Walsh, analyzing the presidencies from FDR's on, gives high marks to Clinton and Ronald Reagan, gregarious and cheerful men whose outgoing personalities set a tone that allowed them more frequent escapes from the bubble. Richard Nixon and Jimmy Carter, in Walsh's telling, barely even tried. For Barack Obama, writes Walsh, the struggle to stay close to the public has been made difficult in part by a staff that shunts aside advisers who "shake him up too much."
Carter's main practical suggestion seems a bit silly—get out and shake more hands, like presidents of the past and popes of the current moment. To which Instapundit replies, "I don't think it'll work.

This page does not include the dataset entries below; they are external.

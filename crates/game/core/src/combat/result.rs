//! Combat result types and attack resolution.

use crate::config::GameConfig;
use crate::state::{EnemyId, EntitiesState};

use super::damage::{apply_damage, attack_damage, is_back_attack};

/// Outcome of an attack attempt.
#[derive(Clone, Copy, Debug, PartialEq, Eq)]
#[cfg_attr(feature = "serde", derive(serde::Serialize, serde::Deserialize))]
pub enum AttackOutcome {
    /// Nothing living in the faced cell.
    Miss,
    Hit,
}

/// Result of a combat resolution.
#[derive(Clone, Debug, PartialEq)]
#[cfg_attr(feature = "serde", derive(serde::Serialize, serde::Deserialize))]
pub struct AttackResult {
    pub outcome: AttackOutcome,

    /// Enemy that was hit. `None` for misses and for strikes on the robot.
    pub target: Option<EnemyId>,

    /// Damage dealt (0 on a miss).
    pub damage: f64,

    pub back_attack: bool,

    /// The defender's health reached zero or below with this hit.
    pub defeated: bool,
}

impl AttackResult {
    pub const MISS: Self = Self {
        outcome: AttackOutcome::Miss,
        target: None,
        damage: 0.0,
        back_attack: false,
        defeated: false,
    };

    pub fn is_hit(&self) -> bool {
        self.outcome == AttackOutcome::Hit
    }
}

/// Resolves a robot attack against the cell it faces.
///
/// A defeated enemy stays in the roster with non-positive health and the
/// defeat counter is incremented.
pub fn resolve_attack(state: &mut EntitiesState) -> AttackResult {
    let attacker = state.robot.position;
    let Some(index) = state.living_enemy_at(state.robot.front()) else {
        return AttackResult::MISS;
    };

    let defender = &mut state.enemies[index];
    let back_attack = is_back_attack(attacker, defender.position, defender.direction);
    let damage = attack_damage(back_attack);
    defender.health = apply_damage(defender.health, damage);

    let defeated = !defender.is_alive();
    let target = Some(defender.id);
    if defeated {
        state.defeated_enemies += 1;
    }

    AttackResult {
        outcome: AttackOutcome::Hit,
        target,
        damage,
        back_attack,
        defeated,
    }
}

/// Resolves a strike by enemy `index` on the robot. Connects only if the
/// robot occupies the cell the enemy faces.
pub fn resolve_enemy_strike(state: &mut EntitiesState, index: usize) -> AttackResult {
    let connects = state
        .enemies
        .get(index)
        .is_some_and(|enemy| enemy.is_alive() && enemy.front() == state.robot.position);
    if !connects || !state.robot.is_alive() {
        return AttackResult::MISS;
    }

    let damage = GameConfig::ENEMY_ATTACK_DAMAGE;
    state.robot.health = apply_damage(state.robot.health, damage);

    AttackResult {
        outcome: AttackOutcome::Hit,
        target: None,
        damage,
        back_attack: false,
        defeated: !state.robot.is_alive(),
    }
}

#[cfg(test)]
mod tests {
    use super::*;
    use crate::state::{Direction, EnemyState, Position, RobotState};
    use std::collections::BTreeSet;

    fn duel(enemy_facing: Direction) -> EntitiesState {
        EntitiesState {
            robot: RobotState::new(Position::new(1, 1), Direction::Right),
            enemies: vec![EnemyState::new(
                EnemyId(7),
                Position::new(2, 1),
                enemy_facing,
                vec![],
            )],
            collected_coins: BTreeSet::new(),
            defeated_enemies: 0,
        }
    }

    #[test]
    fn two_plain_hits_defeat_an_enemy() {
        let mut state = duel(Direction::Left);

        let first = resolve_attack(&mut state);
        assert!(first.is_hit());
        assert_eq!(first.damage, 1.0);
        assert!(!first.defeated);
        assert_eq!(state.enemies[0].health, 1.0);

        let second = resolve_attack(&mut state);
        assert!(second.defeated);
        assert_eq!(second.target, Some(EnemyId(7)));
        assert_eq!(state.defeated_enemies, 1);
        assert_eq!(state.enemies.len(), 1);
    }

    #[test]
    fn back_attack_defeats_in_one_hit() {
        let mut state = duel(Direction::Right);
        let result = resolve_attack(&mut state);
        assert!(result.back_attack);
        assert_eq!(result.damage, 4.0);
        assert!(result.defeated);
    }

    #[test]
    fn side_hits_deal_normal_damage() {
        for facing in [Direction::Up, Direction::Down, Direction::Left] {
            let mut state = duel(facing);
            let result = resolve_attack(&mut state);
            assert!(!result.back_attack);
            assert_eq!(result.damage, 1.0);
        }
    }

    #[test]
    fn defeated_enemies_cannot_be_hit_again() {
        let mut state = duel(Direction::Right);
        resolve_attack(&mut state);
        assert_eq!(resolve_attack(&mut state), AttackResult::MISS);
        assert_eq!(state.defeated_enemies, 1);
    }

    #[test]
    fn attack_on_empty_cell_misses() {
        let mut state = duel(Direction::Left);
        state.robot.direction = Direction::Down;
        assert_eq!(resolve_attack(&mut state), AttackResult::MISS);
        assert_eq!(state.enemies[0].health, 2.0);
    }

    #[test]
    fn enemy_strike_needs_robot_in_front() {
        let mut state = duel(Direction::Up);
        assert_eq!(resolve_enemy_strike(&mut state, 0), AttackResult::MISS);

        state.enemies[0].direction = Direction::Left;
        let result = resolve_enemy_strike(&mut state, 0);
        assert!(result.is_hit());
        assert_eq!(state.robot.health, 6.0 - 1.2);
    }
}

Fundamentally, Obama's entire life has been a bubble."
There's some real truth to that, I think, and it seems as if Carter would agree with Instapundit.
I don't particularly care about a president's ability to mix with the common man or backslap or anything like that. But Obama's incredible unwillingness to finish up the most basic functions of government—such completing the budget process on a regular basis—speaks to a serious disconnect with everyday life, I think. His recent New York Times interview, in which he blames everybody but himself for all the ills of the world, is a pretty stunning indictment of his inability or unwillingness to lead if it means actually having to negotiate and argue for your point of view. Getting a budget—any budget—through shouldn't be a second thought, and Obama can't pawn off responsibility for it on the GOP (his Senate Democrats are the real malingerers for the most part and he has abetted them by not kicking ass).